On the Privacy Risks of Algorithmic Fairness

TL;DR

This paper investigates how algorithmic fairness techniques, like equalized odds, can increase privacy risks by elevating information leakage, especially for unprivileged groups, with empirical evidence across various algorithms.

Contribution

It reveals the privacy trade-offs of fairness constraints, highlighting increased membership inference risks for unprivileged groups and the impact of data bias.

Findings

Fairness constraints increase privacy risks for unprivileged groups.

Higher data bias correlates with greater privacy costs in fair models.
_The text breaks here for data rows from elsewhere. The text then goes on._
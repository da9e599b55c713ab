//! Runtime configuration
//!
//! [`WaypointConfig`] is loaded from TOML, YAML or JSON (chosen by file
//! extension), then adjusted by `WAYPOINT_*` environment variables:
//!
//! | Variable | Field |
//! |----------|-------|
//! | `WAYPOINT_RECURSION_LIMIT` | `execution.recursion_limit` |
//! | `WAYPOINT_CHECKPOINT_BACKEND` | `checkpoint.backend` (`memory` / `sqlite`) |
//! | `WAYPOINT_SQLITE_PATH` | `checkpoint.path` (switches to sqlite) |
//! | `WAYPOINT_LOG_LEVEL` | `logging.level` |
//! | `WAYPOINT_LOG_FORMAT` | `logging.format` |
//!
//! ```toml
//! [execution]
//! recursion_limit = 50
//!
//! [checkpoint]
//! backend = "sqlite"
//! path = "${HOME}/.waypoint/checkpoints.db"
//!
//! [logging]
//! level = "info,waypoint_core=debug"
//! format = "json"
//! ```
//!
//! String paths support `${VAR}` expansion; unknown variables are left as
//! written.

use serde::{Deserialize, Serialize};
use std::path::Path;
use std::sync::Arc;
use tokio::fs;
use tracing::{debug, info};
use waypoint_checkpoint::{CheckpointSaver, InMemoryCheckpointSaver};

use crate::builder::{CompileOptions, DEFAULT_RECURSION_LIMIT};
use crate::error::{GraphError, Result};

/// Top-level configuration
#[derive(Debug, Clone, Default, PartialEq, Serialize, Deserialize)]
pub struct WaypointConfig {
    #[serde(default)]
    pub execution: ExecutionConfig,

    #[serde(default)]
    pub checkpoint: CheckpointBackendConfig,

    #[serde(default)]
    pub logging: LoggingConfig,
}

/// Execution limits
#[derive(Debug, Clone, PartialEq, Serialize, Deserialize)]
pub struct ExecutionConfig {
    /// Maximum steps per invocation
    #[serde(default = "default_recursion_limit")]
    pub recursion_limit: usize,
}

fn default_recursion_limit() -> usize {
    DEFAULT_RECURSION_LIMIT
}

impl Default for ExecutionConfig {
    fn default() -> Self {
        Self {
            recursion_limit: DEFAULT_RECURSION_LIMIT,
        }
    }
}

/// Checkpoint persistence backend
#[derive(Debug, Clone, PartialEq, Serialize, Deserialize)]
#[serde(tag = "backend", rename_all = "lowercase")]
pub enum CheckpointBackendConfig {
    /// Process-local, lost on exit
    Memory,

    /// SQLite database file
    Sqlite {
        path: String,
        #[serde(default = "default_max_connections")]
        max_connections: u32,
    },
}

fn default_max_connections() -> u32 {
    5
}

impl Default for CheckpointBackendConfig {
    fn default() -> Self {
        CheckpointBackendConfig::Memory
    }
}

impl CheckpointBackendConfig {
    /// Open the configured saver
    pub async fn build(&self) -> Result<Arc<dyn CheckpointSaver>> {
        match self {
            CheckpointBackendConfig::Memory => {
                debug!("Using in-memory checkpoint saver");
                Ok(Arc::new(InMemoryCheckpointSaver::new()))
            }
            #[cfg(feature = "sqlite")]
            CheckpointBackendConfig::Sqlite {
                path,
                max_connections,
            } => {
                info!(path = %path, max_connections, "Opening SQLite checkpoint saver");
                let saver =
                    waypoint_checkpoint::SqliteCheckpointSaver::connect(path, *max_connections)
                        .await?;
                Ok(Arc::new(saver))
            }
            #[cfg(not(feature = "sqlite"))]
            CheckpointBackendConfig::Sqlite { .. } => Err(GraphError::Configuration(
                "SQLite backend requested but the `sqlite` feature is disabled".to_string(),
            )),
        }
    }
}

/// Log output settings for [`init_tracing`](crate::telemetry::init_tracing)
#[derive(Debug, Clone, PartialEq, Serialize, Deserialize)]
pub struct LoggingConfig {
    /// `EnvFilter` directive, e.g. `"info"` or `"warn,waypoint_core=debug"`
    #[serde(default = "default_log_level")]
    pub level: String,

    #[serde(default)]
    pub format: LogFormat,
}

fn default_log_level() -> String {
    "info".to_string()
}

impl Default for LoggingConfig {
    fn default() -> Self {
        Self {
            level: default_log_level(),
            format: LogFormat::default(),
        }
    }
}

#[derive(Debug, Clone, Copy, Default, PartialEq, Eq, Serialize, Deserialize)]
#[serde(rename_all = "lowercase")]
pub enum LogFormat {
    #[default]
    Compact,
    Pretty,
    Json,
}

impl std::str::FromStr for LogFormat {
    type Err = GraphError;

    fn from_str(s: &str) -> Result<Self> {
        match s.to_ascii_lowercase().as_str() {
            "compact" => Ok(LogFormat::Compact),
            "pretty" => Ok(LogFormat::Pretty),
            "json" => Ok(LogFormat::Json),
            other => Err(GraphError::Configuration(format!(
                "Unknown log format '{}'",
                other
            ))),
        }
    }
}

/// Serialization format of a config file
#[derive(Debug, Clone, Copy, PartialEq, Eq)]
pub enum ConfigFormat {
    Toml,
    Yaml,
    Json,
}

impl ConfigFormat {
    /// Guess from a file extension
    pub fn from_path(path: &Path) -> Result<Self> {
        match path.extension().and_then(|ext| ext.to_str()) {
            Some("toml") => Ok(ConfigFormat::Toml),
            Some("yaml") | Some("yml") => Ok(ConfigFormat::Yaml),
            Some("json") => Ok(ConfigFormat::Json),
            _ => Err(GraphError::Configuration(format!(
                "Unsupported config file extension: {}",
                path.display()
            ))),
        }
    }
}

impl WaypointConfig {
    /// Load from a file, expand `${VAR}`s and apply environment overrides
    pub async fn from_file(path: impl AsRef<Path>) -> Result<Self> {
        let path = path.as_ref();
        let format = ConfigFormat::from_path(path)?;
        let content = fs::read_to_string(path).await.map_err(|e| {
            GraphError::Configuration(format!("Failed to read {}: {}", path.display(), e))
        })?;

        let mut config = Self::from_str_with_format(&content, format)?;
        config.apply_env_overrides()?;
        config.resolve_env_vars_from(|key| std::env::var(key).ok());

        info!(path = %path.display(), "Loaded configuration");
        Ok(config)
    }

    /// Parse without touching the environment
    pub fn from_str_with_format(content: &str, format: ConfigFormat) -> Result<Self> {
        let config = match format {
            ConfigFormat::Toml => toml::from_str(content)?,
            ConfigFormat::Yaml => serde_yaml::from_str(content)?,
            ConfigFormat::Json => serde_json::from_str(content)?,
        };
        Ok(config)
    }

    /// Apply `WAYPOINT_*` variables from the process environment
    pub fn apply_env_overrides(&mut self) -> Result<()> {
        self.apply_env_overrides_from(|key| std::env::var(key).ok())
    }

    /// Apply `WAYPOINT_*` overrides from an arbitrary lookup
    pub fn apply_env_overrides_from<F>(&mut self, lookup: F) -> Result<()>
    where
        F: Fn(&str) -> Option<String>,
    {
        if let Some(limit) = lookup("WAYPOINT_RECURSION_LIMIT") {
            self.execution.recursion_limit = limit.parse().map_err(|_| {
                GraphError::Configuration(format!("Invalid WAYPOINT_RECURSION_LIMIT: {}", limit))
            })?;
        }

        if let Some(backend) = lookup("WAYPOINT_CHECKPOINT_BACKEND") {
            self.checkpoint = match backend.to_ascii_lowercase().as_str() {
                "memory" => CheckpointBackendConfig::Memory,
                "sqlite" => match &self.checkpoint {
                    sqlite @ CheckpointBackendConfig::Sqlite { .. } => sqlite.clone(),
                    CheckpointBackendConfig::Memory => CheckpointBackendConfig::Sqlite {
                        path: "waypoint.db".to_string(),
                        max_connections: default_max_connections(),
                    },
                },
                other => {
                    return Err(GraphError::Configuration(format!(
                        "Unknown checkpoint backend '{}'",
                        other
                    )))
                }
            };
        }

        if let Some(new_path) = lookup("WAYPOINT_SQLITE_PATH") {
            let max_connections = match &self.checkpoint {
                CheckpointBackendConfig::Sqlite {
                    max_connections, ..
                } => *max_connections,
                CheckpointBackendConfig::Memory => default_max_connections(),
            };
            self.checkpoint = CheckpointBackendConfig::Sqlite {
                path: new_path,
                max_connections,
            };
        }

        if let Some(level) = lookup("WAYPOINT_LOG_LEVEL") {
            self.logging.level = level;
        }
        if let Some(format) = lookup("WAYPOINT_LOG_FORMAT") {
            self.logging.format = format.parse()?;
        }
        Ok(())
    }

    /// Expand `${VAR}` in path fields
    pub fn resolve_env_vars_from<F>(&mut self, lookup: F)
    where
        F: Fn(&str) -> Option<String>,
    {
        if let CheckpointBackendConfig::Sqlite { path, .. } = &mut self.checkpoint {
            *path = expand_env_vars(path, &lookup);
        }
    }

    /// Compile options carrying the configured backend and limits
    pub async fn compile_options(&self) -> Result<CompileOptions> {
        if self.execution.recursion_limit == 0 {
            return Err(GraphError::Configuration(
                "execution.recursion_limit must be at least 1".to_string(),
            ));
        }
        let saver = self.checkpoint.build().await?;
        Ok(CompileOptions::new()
            .with_checkpointer(saver)
            .with_recursion_limit(self.execution.recursion_limit))
    }
}

/// Replace every `${NAME}` with its value; unknown names are kept verbatim
pub fn expand_env_vars<F>(value: &str, lookup: F) -> String
where
    F: Fn(&str) -> Option<String>,
{
    let mut out = String::with_capacity(value.len());
    let mut rest = value;

    while let Some(start) = rest.find("${") {
        out.push_str(&rest[..start]);
        let after = &rest[start + 2..];
        match after.find('}') {
            Some(end) => {
                let name = &after[..end];
                match lookup(name) {
                    Some(resolved) => out.push_str(&resolved),
                    None => out.push_str(&rest[start..start + 2 + end + 1]),
                }
                rest = &after[end + 1..];
            }
            None => {
                out.push_str(&rest[start..]);
                rest = "";
            }
        }
    }
    out.push_str(rest);
    out
}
Empirical analysis confirms increased membership inference vulnerability.

Abstract

Algorithmic fairness and privacy are essential pillars of trustworthy machine learning. Fair machine learning aims at minimizing discrimination against protected groups by, for example, imposing a constraint on models to equalize their behavior across different groups. This can subsequently change the influence of training data points on the fair model, in a disproportionate way. We study how this can change the information leakage of the model about its training data. We analyze the privacy risks of group fairness (e.g., equalized odds) through the lens of membership inference attacks: inferring whether a data point is used for training a model. We show that fairness comes at the cost of privacy, and this cost is not distributed equally: the information leakage of fair models increases significantly on the unprivileged subgroups, which are the ones for whom we need fair learning. We show that the more biased the training data is, the higher the privacy cost of achieving fairness for the unprivileged subgroups will be. We provide comprehensive empirical analysis for general machine learning algorithms.